Acanthosis nigricans is a condition that causes the skin to become discolored in the creases and folds of your body. This dark colored skin sometimes becomes thickened and often shows up in the armpits, groin and the folds of the neck.
Adults who are obese or who have diabetes are at the highest risk for acanthosis nigricans, though some children do develop the condition. Children with acanthosis nigricans are also at a higher risk for type 2 diabetes.
Though the condition can affect anyone, acanthosis nigricans is thought to be genetic and occurs most commonly in Native Americans. High doses of niacin, birth control pills or corticosteroids can also put you at greater risk for acanthosis nigricans. The condition can sometimes be a precursor to cancer of the stomach, liver or other internal organs, although this is rare.
People with acanthosis nigricans experience a discoloration of the skin in their creases and folds, specifically in the armpit, groin or the folds of the neck. Skin gradually becomes darker and thicker and can sometimes itch or have an odor.
Because acanthosis nigricans has been associated with several other serious conditions, you should contact your doctor if you notice changes in your skin. It could be a symptom of another, more serious medical condition. Some of these conditions may include:
If your doctor suspects acanthosis nigricans during your annual skin examination, he or she may remove a small sample of the skin to be examined in the lab to confirm the diagnosis. Various blood tests and x-rays could also be ordered to diagnose any underlying issues.
There is no specific recommended treatment for acanthosis nigricans, but some prescription creams have been effective at lightening and softening affected skin. Your doctor may also recommend using a gentle antibacterial soap or topical antibiotic. In some cases, acne medications and laser therapy have also been shown to reduce the thickness of the affected skin.

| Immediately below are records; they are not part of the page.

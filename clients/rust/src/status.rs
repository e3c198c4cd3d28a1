use crate::{APIResponse, BaseClient};
use reqwest::StatusCode;
use std::sync::Arc;

#[derive(Clone)]
pub struct StatusClient {
    base: Arc<BaseClient>,
}

impl StatusClient {
    pub(crate) fn new(base: Arc<BaseClient>) -> Self {
        Self { base }
    }

    /// The greeting of the server, in plain text
    pub async fn check_health(&self) -> APIResponse<String> {
        self.base.get_text("".into(), StatusCode::OK).await
    }
}
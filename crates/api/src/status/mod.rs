use actix_web::{web, HttpResponse};

const GREETING: &str = "Hello from HealthSphere Backend!";

async fn status() -> HttpResponse {
    HttpResponse::Ok()
        .content_type("text/plain; charset=utf-8")
        .body(GREETING)
}

pub fn configure_routes(cfg: &mut web::ServiceConfig) {
    cfg.route("/", web::get().to(status));
}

Though there is no specific means of preventing acanthosis nigricans, the treatment of a patient’s underlying conditions could eventually restore the skin’s healthy color and texture. Patients who are able to lose weight or stop taking certain medications have seen an improvement in the color of their skin. If the discoloration was triggered by an underlying health issue such as cancer, once the cancer has been removed, the skin may also improve.